Washington should provide choices for low-income students | Don Brunell

The battle lines over alternatives such as charter public schools or school vouchers have been sharply drawn in our state.

The battle lines over alternatives such as charter public schools or school vouchers have been sharply drawn in our state.

Supporters say the issue is choice; that education is the key to a child’s future and parents — particularly low-income parents — should be able to send their children to the best possible schools. Opponents argue that alternatives to traditional public schools drain crucial revenue and leave behind only the poorest and most challenging students.

Now there is a solution that addresses both concerns: Tax Credit Scholarships.

Tax Credit Scholarships — funded by private donors — have been shown to save scarce tax dollars while enabling low-income parents to choose the best school for their children.

The scholarships would go to low-income students in K-12, allowing them to consider private schools or out-of-district public schools that better suit their individual needs — an option that is already available to higher-income families.

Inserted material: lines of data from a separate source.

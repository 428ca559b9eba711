//! The file-system read interface used for templates and declaration files.
//!
//! Rules never touch `std::fs` directly. The pipeline hands them a
//! [`FileSystem`], which is [`OsFileSystem`] in the CLI and
//! [`MemoryFileSystem`] in tests. A failed read is an ordinary `io::Error`
//! that callers degrade to "absent".

use std::collections::HashMap;
use std::io;
use std::path::{Component, Path, PathBuf};

/// Read-only access to files referenced by the sources being linted.
pub trait FileSystem: Send + Sync {
    /// Reads the whole file at `path` as UTF-8 text.
    fn read_to_string(&self, path: &Path) -> io::Result<String>;

    /// Returns `true` if `path` names an existing regular file.
    fn is_file(&self, path: &Path) -> bool;
}

/// The real file system.
#[derive(Debug, Default, Clone, Copy)]
pub struct OsFileSystem;

impl FileSystem for OsFileSystem {
    fn read_to_string(&self, path: &Path) -> io::Result<String> {
        std::fs::read_to_string(path)
    }

    fn is_file(&self, path: &Path) -> bool {
        path.is_file()
    }
}

/// An in-memory file system keyed by lexically normalized paths.
#[derive(Debug, Default, Clone)]
pub struct MemoryFileSystem {
    files: HashMap<PathBuf, String>,
}

impl MemoryFileSystem {
    /// Creates an empty in-memory file system.
    pub fn new() -> Self {
        Self::default()
    }

    /// Adds (or replaces) a file.
    pub fn insert(&mut self, path: impl AsRef<Path>, content: impl Into<String>) {
        self.files
            .insert(normalize_path(path.as_ref()), content.into());
    }

    /// Builder-style variant of [`insert`](Self::insert).
    pub fn with_file(mut self, path: impl AsRef<Path>, content: impl Into<String>) -> Self {
        self.insert(path, content);
        self
    }

    /// Returns the number of files held.
    pub fn len(&self) -> usize {
        self.files.len()
    }

    /// Returns `true` if no files are held.
    pub fn is_empty(&self) -> bool {
        self.files.is_empty()
    }
}

impl FileSystem for MemoryFileSystem {
    fn read_to_string(&self, path: &Path) -> io::Result<String> {
        self.files
            .get(&normalize_path(path))
            .cloned()
            .ok_or_else(|| {
                io::Error::new(
                    io::ErrorKind::NotFound,
                    format!("{} not found", path.display()),
                )
            })
    }

    fn is_file(&self, path: &Path) -> bool {
        self.files.contains_key(&normalize_path(path))
    }
}

/// Lexically normalizes a path, folding `.` and `..` components.
///
/// No file-system access happens; `..` at the root of a relative path is
/// kept so that `../x` stays meaningful.
pub fn normalize_path(path: &Path) -> PathBuf {
    let mut out: Vec<Component<'_>> = Vec::new();
    for component in path.components() {
        match component {
            Component::CurDir => {}
            Component::ParentDir => match out.last() {
                Some(Component::Normal(_)) => {
                    out.pop();
                }
                Some(Component::RootDir) | Some(Component::Prefix(_)) => {}
                _ => out.push(component),
            },
            other => out.push(other),
        }
    }
    out.iter().map(|c| c.as_os_str()).collect()
}

/// Resolves `relative` against the directory containing `from_file`.
pub fn resolve_relative(from_file: &Path, relative: &str) -> PathBuf {
    let base = from_file.parent().unwrap_or_else(|| Path::new(""));
    normalize_path(&base.join(relative))
}

#[cfg(test)]
mod tests {
    use super::*;

    #[test]
    fn normalize_folds_dots() {
        assert_eq!(
            normalize_path(Path::new("/a/b/./c/../d.html")),
            PathBuf::from("/a/b/d.html")
        );
        assert_eq!(
            normalize_path(Path::new("../x/./y")),
            PathBuf::from("../x/y")
        );
        assert_eq!(normalize_path(Path::new("/../a")), PathBuf::from("/a"));
    }

    #[test]
    fn resolve_relative_to_file_directory() {
        let p = resolve_relative(
            Path::new("/app/src/home/home.page.ts"),
            "./home.page.html",
        );
        assert_eq!(p, PathBuf::from("/app/src/home/home.page.html"));
        let p = resolve_relative(Path::new("/app/src/home/home.page.ts"), "../shared/a.html");
        assert_eq!(p, PathBuf::from("/app/src/shared/a.html"));
    }

    #[test]
    fn memory_fs_reads_normalized_paths() {
        let fs = MemoryFileSystem::new().with_file("/app/a/../b.html", "<p></p>");
        assert_eq!(fs.read_to_string(Path::new("/app/b.html")).unwrap(), "<p></p>");
        assert!(fs.is_file(Path::new("/app/./b.html")));
        assert_eq!(fs.len(), 1);
    }

    #[test]
    fn memory_fs_missing_file_is_not_found() {
        let fs = MemoryFileSystem::new();
        let err = fs.read_to_string(Path::new("/nope.html")).unwrap_err();
        assert_eq!(err.kind(), io::ErrorKind::NotFound);
        assert!(fs.is_empty());
    }

    #[test]
    fn os_fs_reads_real_files() {
        let dir = tempfile::tempdir().unwrap();
        let path = dir.path().join("t.html");
        std::fs::write(&path, "<ion-item></ion-item>").unwrap();
        assert!(OsFileSystem.is_file(&path));
        assert_eq!(
            OsFileSystem.read_to_string(&path).unwrap(),
            "<ion-item></ion-item>"
        );
        assert!(!OsFileSystem.is_file(&dir.path().join("missing")));
    }
}
//! Conversions between declaration names and template names.

const INTERFACE_PREFIX: &str = "Ion";

/// Converts a component interface name to its tag name.
///
/// `IonItem` becomes `ion-item` and `IonSelectOption` becomes
/// `ion-select-option`. Names without the `Ion` prefix yield `None`.
pub fn tag_name(interface: &str) -> Option<String> {
    let rest = interface.strip_prefix(INTERFACE_PREFIX)?;
    if !rest.starts_with(|c: char| c.is_ascii_uppercase()) {
        return None;
    }
    let mut tag = String::from("ion");
    for c in rest.chars() {
        if c.is_ascii_uppercase() {
            tag.push('-');
            tag.push(c.to_ascii_lowercase());
        } else {
            tag.push(c);
        }
    }
    Some(tag)
}

/// Converts a dash-case attribute name to the camel-case property name.
pub fn camel_case(attribute: &str) -> String {
    let mut out = String::with_capacity(attribute.len());
    let mut upper = false;
    for c in attribute.chars() {
        if c == '-' {
            upper = true;
        } else if upper {
            out.push(c.to_ascii_uppercase());
            upper = false;
        } else {
            out.push(c);
        }
    }
    out
}

#[cfg(test)]
mod tests {
    use super::*;

    #[test]
    fn interface_to_tag() {
        assert_eq!(tag_name("IonItem").as_deref(), Some("ion-item"));
        assert_eq!(tag_name("IonSelectOption").as_deref(), Some("ion-select-option"));
        assert_eq!(tag_name("IonProgressBar").as_deref(), Some("ion-progress-bar"));
        assert_eq!(tag_name("Ionic"), None);
        assert_eq!(tag_name("PickerColumn"), None);
    }

    #[test]
    fn attribute_to_property() {
        assert_eq!(camel_case("router-direction"), "routerDirection");
        assert_eq!(camel_case("lines"), "lines");
    }
}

Florida already has such a program.

Administered by Florida’s Department of Revenue, the Florida Tax Credit Scholarship program, called “Step Up For Students,” was approved by legislators in 2001. The program provides K-12 education scholarships for low-income students that cover up to $4,011 for private school tuition and fees or up to $500 in transportation costs for students to attend an out-of-district public school.

Money for the scholarships is donated through approved nonprofit scholarship-funding organizations (SFO) funded by Florida companies. In return, the companies receive a tax credit from the state. As with any tax credit, the state writes the rules that govern SFOs and administers the program.

Because the scholarships — and the related tax credits — are limited to half the usual cost to educate a student in the public schools, the state comes out a winner. The state retains half the cost of educating a student ($5,000), but that student has moved out of the public school system and into an educational setting that can better help them succeed.

Washington could — and should — do the same.

The scholarships would be limited to low-income and special needs children, and transferring students would be required to meet the same state educational standards as all other students.

Participation by private schools would be voluntary, and the only “strings” attached to children transferring to participating private schools would be a requirement that the schools accept the scholarships as full payment for tuition.

What would this mean for Washington public schools?

Today, approximately one million Washington children attend the state’s public schools and 100,000 attend the state’s private schools. If 10,000 low-income and special needs children transferred from public to private schools as the result of a Tax Credit Scholarship program and each transfer saved the state $5,000, the net benefit to the state budget would be $50 million.

Lawmakers could then reinvest that $50 million in K-12 education to improve public schools.

Even though Washington doesn’t have an income tax, private individuals and businesses who donate to qualified SFOs could receive a state tax credit from, for example, their state property taxes or Business and Occupation taxes. Most states provide a tax credit equal to 95 percent or more of the amount donated.

Florida’s tax credit scholarship program was created to help alleviate the enormous educational challenges faced by low-income children. Washington could do the same.

In the end, it really comes down to what’s best for students and the most effective way for them to learn. As famed 19th century education reformer Horace Mann said, “Education is the great equalizer.”  Tax Credit Scholarships give low-income parents a choice and give low-income students an equal chance for success.